> _Provided data_
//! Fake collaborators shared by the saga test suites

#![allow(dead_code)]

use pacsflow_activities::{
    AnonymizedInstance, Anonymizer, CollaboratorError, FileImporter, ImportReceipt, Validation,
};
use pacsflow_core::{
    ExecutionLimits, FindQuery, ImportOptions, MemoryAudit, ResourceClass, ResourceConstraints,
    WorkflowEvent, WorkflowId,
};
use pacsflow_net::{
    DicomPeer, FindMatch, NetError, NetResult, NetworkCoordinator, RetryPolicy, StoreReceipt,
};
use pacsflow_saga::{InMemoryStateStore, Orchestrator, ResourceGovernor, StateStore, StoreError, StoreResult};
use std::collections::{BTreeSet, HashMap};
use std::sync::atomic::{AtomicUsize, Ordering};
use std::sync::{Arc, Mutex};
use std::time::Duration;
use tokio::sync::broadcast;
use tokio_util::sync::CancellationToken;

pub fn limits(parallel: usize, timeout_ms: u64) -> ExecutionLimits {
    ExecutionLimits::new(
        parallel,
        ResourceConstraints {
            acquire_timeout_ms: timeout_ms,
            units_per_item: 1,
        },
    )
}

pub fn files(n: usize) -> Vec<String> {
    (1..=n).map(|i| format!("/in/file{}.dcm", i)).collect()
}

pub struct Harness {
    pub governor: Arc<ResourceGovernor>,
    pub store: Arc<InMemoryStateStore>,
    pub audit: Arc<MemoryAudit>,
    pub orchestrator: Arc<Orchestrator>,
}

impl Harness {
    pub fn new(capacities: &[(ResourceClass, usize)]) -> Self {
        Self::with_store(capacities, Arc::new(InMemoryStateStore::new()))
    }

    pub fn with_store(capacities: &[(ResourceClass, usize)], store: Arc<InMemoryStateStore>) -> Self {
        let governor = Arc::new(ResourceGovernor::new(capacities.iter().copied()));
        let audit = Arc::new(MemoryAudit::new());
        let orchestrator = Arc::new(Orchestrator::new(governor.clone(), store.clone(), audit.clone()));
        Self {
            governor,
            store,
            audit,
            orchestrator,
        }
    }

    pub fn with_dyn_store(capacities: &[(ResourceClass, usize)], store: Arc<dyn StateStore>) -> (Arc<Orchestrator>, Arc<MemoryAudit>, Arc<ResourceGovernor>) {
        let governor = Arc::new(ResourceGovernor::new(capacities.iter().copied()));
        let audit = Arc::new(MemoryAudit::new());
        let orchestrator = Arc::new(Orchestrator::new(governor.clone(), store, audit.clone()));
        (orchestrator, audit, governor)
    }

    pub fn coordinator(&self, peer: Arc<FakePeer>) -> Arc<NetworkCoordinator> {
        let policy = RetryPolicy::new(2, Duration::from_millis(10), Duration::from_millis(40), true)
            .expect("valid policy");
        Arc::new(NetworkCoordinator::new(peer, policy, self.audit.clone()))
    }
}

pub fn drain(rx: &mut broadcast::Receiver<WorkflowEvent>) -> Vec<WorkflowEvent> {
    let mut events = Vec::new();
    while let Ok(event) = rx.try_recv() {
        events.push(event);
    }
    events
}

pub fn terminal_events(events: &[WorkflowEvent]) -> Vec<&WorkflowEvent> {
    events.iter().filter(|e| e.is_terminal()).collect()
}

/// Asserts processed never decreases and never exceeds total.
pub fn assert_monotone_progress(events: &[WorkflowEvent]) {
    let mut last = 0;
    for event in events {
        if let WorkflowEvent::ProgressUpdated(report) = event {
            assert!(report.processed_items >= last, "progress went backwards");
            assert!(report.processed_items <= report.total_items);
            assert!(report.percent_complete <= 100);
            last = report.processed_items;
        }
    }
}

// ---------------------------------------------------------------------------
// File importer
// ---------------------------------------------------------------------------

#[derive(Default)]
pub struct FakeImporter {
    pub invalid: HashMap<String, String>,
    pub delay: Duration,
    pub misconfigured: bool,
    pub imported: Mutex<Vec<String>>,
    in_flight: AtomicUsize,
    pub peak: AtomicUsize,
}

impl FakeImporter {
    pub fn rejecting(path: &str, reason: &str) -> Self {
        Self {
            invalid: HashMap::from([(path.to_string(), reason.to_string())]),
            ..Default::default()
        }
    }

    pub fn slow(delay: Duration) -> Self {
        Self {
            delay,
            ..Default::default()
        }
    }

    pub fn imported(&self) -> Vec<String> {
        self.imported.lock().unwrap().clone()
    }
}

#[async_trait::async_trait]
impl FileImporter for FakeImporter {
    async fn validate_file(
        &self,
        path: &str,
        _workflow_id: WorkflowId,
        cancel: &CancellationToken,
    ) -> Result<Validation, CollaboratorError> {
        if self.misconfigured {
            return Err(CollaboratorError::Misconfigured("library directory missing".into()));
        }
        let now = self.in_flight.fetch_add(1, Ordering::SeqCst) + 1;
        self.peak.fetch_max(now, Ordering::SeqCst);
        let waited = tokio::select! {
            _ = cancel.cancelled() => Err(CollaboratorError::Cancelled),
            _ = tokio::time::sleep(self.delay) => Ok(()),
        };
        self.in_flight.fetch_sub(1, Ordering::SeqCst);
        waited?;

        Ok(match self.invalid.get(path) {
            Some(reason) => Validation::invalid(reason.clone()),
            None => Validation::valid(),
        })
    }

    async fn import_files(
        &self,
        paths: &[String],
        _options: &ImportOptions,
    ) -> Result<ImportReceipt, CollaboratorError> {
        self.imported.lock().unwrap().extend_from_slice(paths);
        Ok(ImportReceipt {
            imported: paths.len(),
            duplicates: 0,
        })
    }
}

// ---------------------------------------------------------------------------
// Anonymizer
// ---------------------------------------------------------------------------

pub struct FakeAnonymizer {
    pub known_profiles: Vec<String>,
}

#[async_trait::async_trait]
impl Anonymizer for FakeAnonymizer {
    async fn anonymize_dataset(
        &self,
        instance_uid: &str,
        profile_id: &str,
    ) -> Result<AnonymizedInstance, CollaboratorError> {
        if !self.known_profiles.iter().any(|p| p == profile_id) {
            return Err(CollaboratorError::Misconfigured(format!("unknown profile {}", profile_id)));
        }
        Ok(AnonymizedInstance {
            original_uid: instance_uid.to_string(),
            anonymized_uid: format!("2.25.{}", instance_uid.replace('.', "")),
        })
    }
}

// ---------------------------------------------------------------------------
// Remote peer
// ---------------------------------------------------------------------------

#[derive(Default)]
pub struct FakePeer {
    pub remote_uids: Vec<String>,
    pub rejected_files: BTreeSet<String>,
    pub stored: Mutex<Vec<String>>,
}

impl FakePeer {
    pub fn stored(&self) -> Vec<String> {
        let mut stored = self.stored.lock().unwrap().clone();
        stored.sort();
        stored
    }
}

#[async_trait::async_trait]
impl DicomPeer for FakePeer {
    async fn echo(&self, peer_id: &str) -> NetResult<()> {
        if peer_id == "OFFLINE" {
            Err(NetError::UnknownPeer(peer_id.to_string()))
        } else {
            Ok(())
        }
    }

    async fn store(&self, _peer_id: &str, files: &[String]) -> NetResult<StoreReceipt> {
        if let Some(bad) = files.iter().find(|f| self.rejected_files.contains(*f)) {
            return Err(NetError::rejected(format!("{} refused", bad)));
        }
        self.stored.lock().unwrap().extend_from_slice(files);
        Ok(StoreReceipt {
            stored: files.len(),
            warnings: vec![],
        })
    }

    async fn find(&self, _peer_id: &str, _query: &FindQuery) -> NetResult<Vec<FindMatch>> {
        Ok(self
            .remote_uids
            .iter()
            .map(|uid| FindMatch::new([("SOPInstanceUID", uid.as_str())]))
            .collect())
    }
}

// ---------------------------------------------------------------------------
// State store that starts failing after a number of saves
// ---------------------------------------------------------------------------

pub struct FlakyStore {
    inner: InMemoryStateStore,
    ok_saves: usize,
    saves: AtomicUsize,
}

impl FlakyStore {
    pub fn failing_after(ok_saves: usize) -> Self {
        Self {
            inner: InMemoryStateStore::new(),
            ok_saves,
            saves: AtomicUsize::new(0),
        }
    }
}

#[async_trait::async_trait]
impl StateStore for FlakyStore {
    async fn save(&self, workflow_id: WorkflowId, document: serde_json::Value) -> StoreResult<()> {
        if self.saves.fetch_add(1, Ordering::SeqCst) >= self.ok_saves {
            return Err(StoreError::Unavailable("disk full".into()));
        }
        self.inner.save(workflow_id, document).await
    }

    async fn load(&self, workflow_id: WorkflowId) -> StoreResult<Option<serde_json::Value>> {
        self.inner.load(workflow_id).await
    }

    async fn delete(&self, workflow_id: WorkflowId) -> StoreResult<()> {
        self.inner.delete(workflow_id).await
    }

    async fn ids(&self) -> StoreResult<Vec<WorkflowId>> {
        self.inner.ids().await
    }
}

> _Exercise_
Report each line of the records that holds the word "into".

> _Your solution_
            return Err(CollaboratorError::Misconfigured("library directory missing".into()));
            return Err(StoreError::Unavailable("disk full".into()));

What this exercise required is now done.